DATA TO EXAMINE:
'''
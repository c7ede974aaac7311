//! Search options and query building

use crate::config::QueryConfig;
use crate::search::config::{RecordClass, KIND_FIELD, SEARCH_ALL_FIELD};
use crate::search::descriptor::{ANALYZED_SUBFIELD, AUTOCOMPLETE_SUBFIELD, SUGGEST_SUBFIELD};
use crate::search::document::GeoPoint;
use crate::search::error::{SearchError, SearchResult};
use serde::{Deserialize, Serialize};
use serde_json::{json, Map, Value};
use std::fmt;
use std::str::FromStr;

/// Sort order for search results
#[derive(Debug, Clone, Copy, Serialize, Deserialize, PartialEq, Eq, strum::Display, strum::EnumString)]
#[serde(rename_all = "lowercase")]
#[strum(serialize_all = "lowercase")]
pub enum SortOrder {
    Asc,
    Desc,
}

/// Explicit ordering on a field
#[derive(Debug, Clone, Serialize, Deserialize, PartialEq)]
pub struct OrderBy {
    pub field: String,
    pub order: SortOrder,
}

#[derive(Debug, Clone, Copy, Serialize, Deserialize, PartialEq, Eq, strum::Display, strum::EnumString)]
pub enum DistanceUnit {
    #[strum(serialize = "km")]
    Kilometers,
    #[strum(serialize = "mi")]
    Miles,
    #[strum(serialize = "m")]
    Meters,
}

impl DistanceUnit {
    fn kilometers(self) -> f64 {
        match self {
            DistanceUnit::Kilometers => 1.0,
            DistanceUnit::Miles => 1.609_344,
            DistanceUnit::Meters => 0.001,
        }
    }
}

/// A distance such as `10km`
#[derive(Debug, Clone, Copy, Serialize, Deserialize, PartialEq)]
pub struct Distance {
    pub value: f64,
    pub unit: DistanceUnit,
}

impl Distance {
    pub fn km(value: f64) -> Self {
        Self {
            value,
            unit: DistanceUnit::Kilometers,
        }
    }

    pub fn miles(value: f64) -> Self {
        Self {
            value,
            unit: DistanceUnit::Miles,
        }
    }

    pub fn as_km(&self) -> f64 {
        self.value * self.unit.kilometers()
    }
}

impl fmt::Display for Distance {
    fn fmt(&self, f: &mut fmt::Formatter<'_>) -> fmt::Result {
        write!(f, "{}{}", self.value, self.unit)
    }
}

impl FromStr for Distance {
    type Err = String;

    fn from_str(s: &str) -> Result<Self, Self::Err> {
        let s = s.trim();
        let split = s
            .find(|c: char| c.is_ascii_alphabetic())
            .ok_or_else(|| format!("distance '{}' has no unit", s))?;
        let (value, unit) = s.split_at(split);
        let value: f64 = value
            .trim()
            .parse()
            .map_err(|_| format!("distance '{}' is not numeric", s))?;
        let unit = DistanceUnit::from_str(unit.trim()).map_err(|_| format!("unknown distance unit in '{}'", s))?;
        Ok(Self { value, unit })
    }
}

/// Location restriction
#[derive(Debug, Clone, Serialize, Deserialize, PartialEq)]
pub struct Near {
    pub point: GeoPoint,

    /// Maximum distance; without it the location only drives distance sorting
    pub within: Option<Distance>,

    /// Geo field to use; defaults to the first declared location
    pub field: Option<String>,
}

/// Attribute filters ("where" conditions)
#[derive(Debug, Clone, Serialize, Deserialize, PartialEq)]
#[serde(rename_all = "snake_case")]
pub enum Filter {
    Eq {
        field: String,
        value: Value,
    },
    NotEq {
        field: String,
        value: Value,
    },
    In {
        field: String,
        values: Vec<Value>,
    },
    Range {
        field: String,
        gt: Option<Value>,
        gte: Option<Value>,
        lt: Option<Value>,
        lte: Option<Value>,
    },
    Exists {
        field: String,
    },
}

impl Filter {
    pub fn eq(field: impl Into<String>, value: impl Into<Value>) -> Self {
        Filter::Eq {
            field: field.into(),
            value: value.into(),
        }
    }

    pub fn not_eq(field: impl Into<String>, value: impl Into<Value>) -> Self {
        Filter::NotEq {
            field: field.into(),
            value: value.into(),
        }
    }

    pub fn any_of<V: Into<Value>>(field: impl Into<String>, values: impl IntoIterator<Item = V>) -> Self {
        Filter::In {
            field: field.into(),
            values: values.into_iter().map(Into::into).collect(),
        }
    }

    pub fn at_least(field: impl Into<String>, value: impl Into<Value>) -> Self {
        Filter::Range {
            field: field.into(),
            gt: None,
            gte: Some(value.into()),
            lt: None,
            lte: None,
        }
    }

    pub fn below(field: impl Into<String>, value: impl Into<Value>) -> Self {
        Filter::Range {
            field: field.into(),
            gt: None,
            gte: None,
            lt: Some(value.into()),
            lte: None,
        }
    }

    pub fn exists(field: impl Into<String>) -> Self {
        Filter::Exists { field: field.into() }
    }

    fn field(&self) -> &str {
        match self {
            Filter::Eq { field, .. }
            | Filter::NotEq { field, .. }
            | Filter::In { field, .. }
            | Filter::Range { field, .. }
            | Filter::Exists { field } => field,
        }
    }

    /// Returns the clause and whether it belongs in `must_not`
    fn to_clause(&self) -> (Value, bool) {
        match self {
            Filter::Eq { field, value } if value.is_null() => (json!({ "exists": { "field": field } }), true),
            Filter::Eq { field, value } => (json!({ "term": { field.as_str(): value } }), false),
            Filter::NotEq { field, value } if value.is_null() => (json!({ "exists": { "field": field } }), false),
            Filter::NotEq { field, value } => (json!({ "term": { field.as_str(): value } }), true),
            Filter::In { field, values } => (json!({ "terms": { field.as_str(): values } }), false),
            Filter::Range {
                field,
                gt,
                gte,
                lt,
                lte,
            } => {
                let mut bounds = Map::new();
                for (name, bound) in [("gt", gt), ("gte", gte), ("lt", lt), ("lte", lte)] {
                    if let Some(bound) = bound {
                        bounds.insert(name.to_string(), bound.clone());
                    }
                }
                (json!({ "range": { field.as_str(): bounds } }), false)
            }
            Filter::Exists { field } => (json!({ "exists": { "field": field } }), false),
        }
    }
}

/// Options of one search call
#[derive(Debug, Clone, Default, Serialize, Deserialize, PartialEq)]
pub struct SearchOptions {
    /// Restrict matched fields; `"name^10"` boosts a field
    pub fields: Option<Vec<String>>,

    /// Prefix matching on autocomplete fields
    pub autocomplete: bool,

    /// Edit distance tolerated on the exact clause (misspellings)
    pub misspellings: Option<u8>,

    /// Actor whose past interactions boost relevance
    pub actor_id: Option<String>,

    /// Location restriction / distance origin
    pub near: Option<Near>,

    /// Order by distance from `near` instead of relevance
    pub sort_by_distance: bool,

    /// Attribute filters
    pub filters: Vec<Filter>,

    /// Explicit ordering
    pub order: Vec<OrderBy>,

    /// Restrict to one kind of a type hierarchy
    pub kind: Option<String>,

    /// `Some(false)` disables the suggest fallback
    pub suggest: Option<bool>,

    /// 1-based page number
    pub page: Option<usize>,

    /// Page size (also used as the limit with `offset`)
    pub per_page: Option<usize>,

    /// Absolute offset; takes precedence over `page`
    pub offset: Option<usize>,
}

impl SearchOptions {
    pub fn new() -> Self {
        Self::default()
    }

    pub fn with_fields<T: Into<String>>(mut self, fields: impl IntoIterator<Item = T>) -> Self {
        self.fields = Some(fields.into_iter().map(Into::into).collect());
        self
    }

    pub fn with_autocomplete(mut self) -> Self {
        self.autocomplete = true;
        self
    }

    pub fn with_misspellings(mut self, edit_distance: u8) -> Self {
        self.misspellings = Some(edit_distance);
        self
    }

    pub fn with_actor(mut self, actor_id: impl Into<String>) -> Self {
        self.actor_id = Some(actor_id.into());
        self
    }

    pub fn near(mut self, point: GeoPoint, within: Distance) -> Self {
        self.near = Some(Near {
            point,
            within: Some(within),
            field: None,
        });
        self
    }

    pub fn with_near(mut self, near: Near) -> Self {
        self.near = Some(near);
        self
    }

    pub fn sort_by_distance(mut self) -> Self {
        self.sort_by_distance = true;
        self
    }

    pub fn with_filter(mut self, filter: Filter) -> Self {
        self.filters.push(filter);
        self
    }

    pub fn order_by(mut self, field: impl Into<String>, order: SortOrder) -> Self {
        self.order.push(OrderBy {
            field: field.into(),
            order,
        });
        self
    }

    pub fn with_kind(mut self, kind: impl Into<String>) -> Self {
        self.kind = Some(kind.into());
        self
    }

    pub fn without_suggest(mut self) -> Self {
        self.suggest = Some(false);
        self
    }

    pub fn with_page(mut self, page: usize, per_page: usize) -> Self {
        self.page = Some(page);
        self.per_page = Some(per_page);
        self
    }

    pub fn with_limit(mut self, limit: usize) -> Self {
        self.per_page = Some(limit);
        self
    }

    pub fn with_offset(mut self, offset: usize) -> Self {
        self.offset = Some(offset);
        self
    }
}

/// A target field with an optional boost, parsed from `"name^10"`
#[derive(Debug, Clone, PartialEq)]
struct FieldTarget {
    name: String,
    boost: Option<f64>,
}

impl FieldTarget {
    fn parse(spec: &str) -> SearchResult<Self> {
        let (name, boost) = match spec.split_once('^') {
            Some((name, boost)) => {
                let boost: f64 = boost
                    .parse()
                    .map_err(|_| SearchError::InvalidOptions(format!("invalid field boost in '{}'", spec)))?;
                (name, Some(boost))
            }
            None => (spec, None),
        };
        let name = name.trim();
        if name.is_empty() {
            return Err(SearchError::InvalidOptions("field names must not be empty".to_string()));
        }
        Ok(Self {
            name: name.to_string(),
            boost,
        })
    }

    fn path(&self, subfield: &str) -> String {
        let path = if self.name == SEARCH_ALL_FIELD {
            self.name.clone()
        } else {
            format!("{}.{}", self.name, subfield)
        };
        match self.boost {
            Some(boost) => format!("{}^{}", path, boost),
            None => path,
        }
    }
}

/// A built request, ready for the engine
#[derive(Debug, Clone, PartialEq)]
pub struct SearchQuery {
    /// Trimmed search term (empty = match all)
    pub term: String,

    /// Fields the term is matched against
    pub fields: Vec<String>,

    /// Whether the autocomplete clause is part of the query
    pub autocomplete: bool,

    /// Primary request body
    pub body: Value,

    /// "Did you mean" request, run only when the primary request has no hits
    pub fallback: Option<Value>,

    pub from: usize,
    pub size: usize,
}

/// Translates a term and options into engine requests
#[derive(Debug, Clone, Default)]
pub struct QueryBuilder {
    defaults: QueryConfig,
}
#[async_trait]
impl SearchEngine for InMemoryEngine {
    async fn create_index(&self, name: &str, body: &Value) -> EngineResult<()> {
        self.check_online()?;
        let meta = IndexMeta::from_body(body)?;

        let mut state = self.state.write();
        if state.indices.contains_key(name) {
            return Err(EngineError::rejected(
                400,
                "resource_already_exists_exception",
                format!("index [{}] already exists", name),
            ));
        }
        if state.aliases.contains_key(name) {
            return Err(EngineError::rejected(
                400,
                "invalid_index_name_exception",
                format!("Invalid index name [{}], already exists as alias", name),
            ));
        }
        state.indices.insert(name.to_string(), IndexState::new(meta));
        debug!(index = %name, "Index created");
        Ok(())
    }

    async fn delete_index(&self, name: &str) -> EngineResult<bool> {
        self.check_online()?;
        let mut state = self.state.write();
        if state.indices.remove(name).is_some() {
            state.drop_from_aliases(name);
            return Ok(true);
        }
        if state.aliases.contains_key(name) {
            return Err(EngineError::rejected(
                400,
                "illegal_argument_exception",
                format!(
                    "The provided expression [{}] matches an alias, specify the corresponding concrete indices instead.",
                    name
                ),
            ));
        }
        Ok(false)
    }

    async fn index_exists(&self, name: &str) -> EngineResult<bool> {
        self.check_online()?;
        let state = self.state.read();
        Ok(state.indices.contains_key(name) || state.aliases.contains_key(name))
    }

    async fn list_indices(&self, pattern: &str) -> EngineResult<Vec<String>> {
        self.check_online()?;
        let state = self.state.read();
        Ok(state
            .indices
            .keys()
            .filter(|name| wildcard_match(pattern, name))
            .cloned()
            .collect())
    }

    async fn get_alias(&self, alias: &str) -> EngineResult<Vec<String>> {
        self.check_online()?;
        let state = self.state.read();
        Ok(state
            .aliases
            .get(alias)
            .map(|targets| targets.iter().cloned().collect())
            .unwrap_or_default())
    }

    async fn update_aliases(&self, actions: &[AliasAction]) -> EngineResult<()> {
        self.check_online()?;
        let mut state = self.state.write();

        // all or nothing
        let mut next = state.clone();
        for action in actions {
            next.apply_alias_action(action)?;
        }
        *state = next;
        Ok(())
    }

    async fn bulk(&self, index: &str, operations: &[BulkOperation]) -> EngineResult<BulkResponse> {
        self.check_online()?;
        self.consume_bulk_budget()?;

        let mut state = self.state.write();
        let target = state.write_target(index)?;
        let index_state = state
            .indices
            .get_mut(&target)
            .ok_or_else(|| index_not_found(&target))?;

        let mut items = Vec::with_capacity(operations.len());
        for operation in operations {
            let item = match operation {
                BulkOperation::Index { id, source } => match index_state.meta.index_document(source) {
                    Ok(doc) => {
                        let status = if index_state.contains(id) { 200 } else { 201 };
                        index_state.pending.insert(id.clone(), Some(doc));
                        BulkItem::Index(BulkItemResult {
                            id: id.clone(),
                            status,
                            error: None,
                        })
                    }
                    Err(EngineError::Rejected { status, kind, reason }) => BulkItem::Index(BulkItemResult {
                        id: id.clone(),
                        status,
                        error: Some(EngineErrorBody { kind, reason }),
                    }),
                    Err(other) => return Err(other),
                },
                BulkOperation::Delete { id } => {
                    let existed = index_state.contains(id);
                    index_state.pending.insert(id.clone(), None);
                    BulkItem::Delete(BulkItemResult {
                        id: id.clone(),
                        status: if existed { 200 } else { 404 },
                        error: None,
                    })
                }
            };
            items.push(item);
        }

        let errors = items.iter().any(|item| item.result().error.is_some());
        Ok(BulkResponse { errors, items })
    }

    async fn delete_document(&self, index: &str, id: &str) -> EngineResult<bool> {
        self.check_online()?;
        let mut state = self.state.write();
        let targets = match state.resolve(index) {
            Ok(targets) => targets,
            Err(err) if err.is_not_found() => return Ok(false),
            Err(err) => return Err(err),
        };

        let mut deleted = false;
        for target in targets {
            if let Some(index_state) = state.indices.get_mut(&target) {
                if index_state.contains(id) {
                    index_state.pending.insert(id.to_string(), None);
                    deleted = true;
                }
            }
        }
        Ok(deleted)
    }

    async fn refresh(&self, index: &str) -> EngineResult<()> {
        self.check_online()?;
        let mut state = self.state.write();
        for target in state.resolve(index)? {
            if let Some(index_state) = state.indices.get_mut(&target) {
                index_state.refresh();
            }
        }
        Ok(())
    }

    async fn search(&self, index: &str, body: &Value) -> EngineResult<EngineResponse> {
        self.check_online()?;
        let started = Instant::now();
        let state = self.state.read();
        let names = state.resolve(index)?;

        let candidates: Vec<(&str, &str, Candidate<'_>)> = names
            .iter()
            .filter_map(|name| state.indices.get_key_value(name))
            .flat_map(|(name, index_state)| {
                index_state.documents.iter().map(move |(id, doc)| {
                    (
                        name.as_str(),
                        id.as_str(),
                        Candidate {
                            meta: &index_state.meta,
                            doc,
                        },
                    )
                })
            })
            .collect();
        let stats = CorpusStats::build(candidates.iter().map(|(_, _, c)| c.doc));

        let match_all = serde_json::json!({ "match_all": {} });
        let query = body.get("query").unwrap_or(&match_all);
        let keys = parse_sort(body)?;

        let mut matched = Vec::new();
        for (index_name, id, candidate) in &candidates {
            if let Some(score) = eval::evaluate(query, *candidate, &stats)? {
                let sort = keys.iter().map(|key| sort_value(key, candidate.doc, score)).collect();
                matched.push(Matched {
                    index: *index_name,
                    id: *id,
                    doc: candidate.doc,
                    score,
                    sort,
                });
            }
        }

        if keys.is_empty() {
            matched.sort_by(|a, b| {
                b.score
                    .partial_cmp(&a.score)
                    .unwrap_or(Ordering::Equal)
                    .then_with(|| a.index.cmp(b.index))
                    .then_with(|| a.id.cmp(b.id))
            });
        } else {
            matched.sort_by(|a, b| {
                compare_sort(&keys, &a.sort, &b.sort)
                    .then_with(|| a.index.cmp(b.index))
                    .then_with(|| a.id.cmp(b.id))
            });
        }

        let from = body.get("from").and_then(Value::as_u64).unwrap_or(0) as usize;
        let size = body
            .get("size")
            .and_then(Value::as_u64)
            .map(|s| s as usize)
            .unwrap_or(DEFAULT_SIZE);
        let track_scores = keys.is_empty()
            || body.get("track_scores").and_then(Value::as_bool).unwrap_or(false);

        let total = matched.len() as u64;
        let hits = matched
            .into_iter()
            .skip(from)
            .take(size)
            .map(|m| EngineHit {
                index: m.index.to_string(),
                id: m.id.to_string(),
                score: track_scores.then_some(m.score),
                source: m.doc.source.clone(),
                sort: if keys.is_empty() {
                    Vec::new()
                } else {
                    m.sort.into_iter().map(|v| v.unwrap_or(Value::Null)).collect()
                },
            })
            .collect();

        let only_candidates: Vec<Candidate<'_>> = candidates.iter().map(|(_, _, c)| *c).collect();
        let suggest = suggestions(body, &only_candidates);

        Ok(EngineResponse {
            took: started.elapsed().as_millis() as u64,
            hits: EngineHits {
                total: HitsTotal { value: total },
                hits,
            },
            suggest,
        })
    }
}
'''
Find every line above that contains the word "SortOrder", and return each one.

ANSWER:
pub enum SortOrder {
    pub order: SortOrder,
    pub fn order_by(mut self, field: impl Into<String>, order: SortOrder) -> Self {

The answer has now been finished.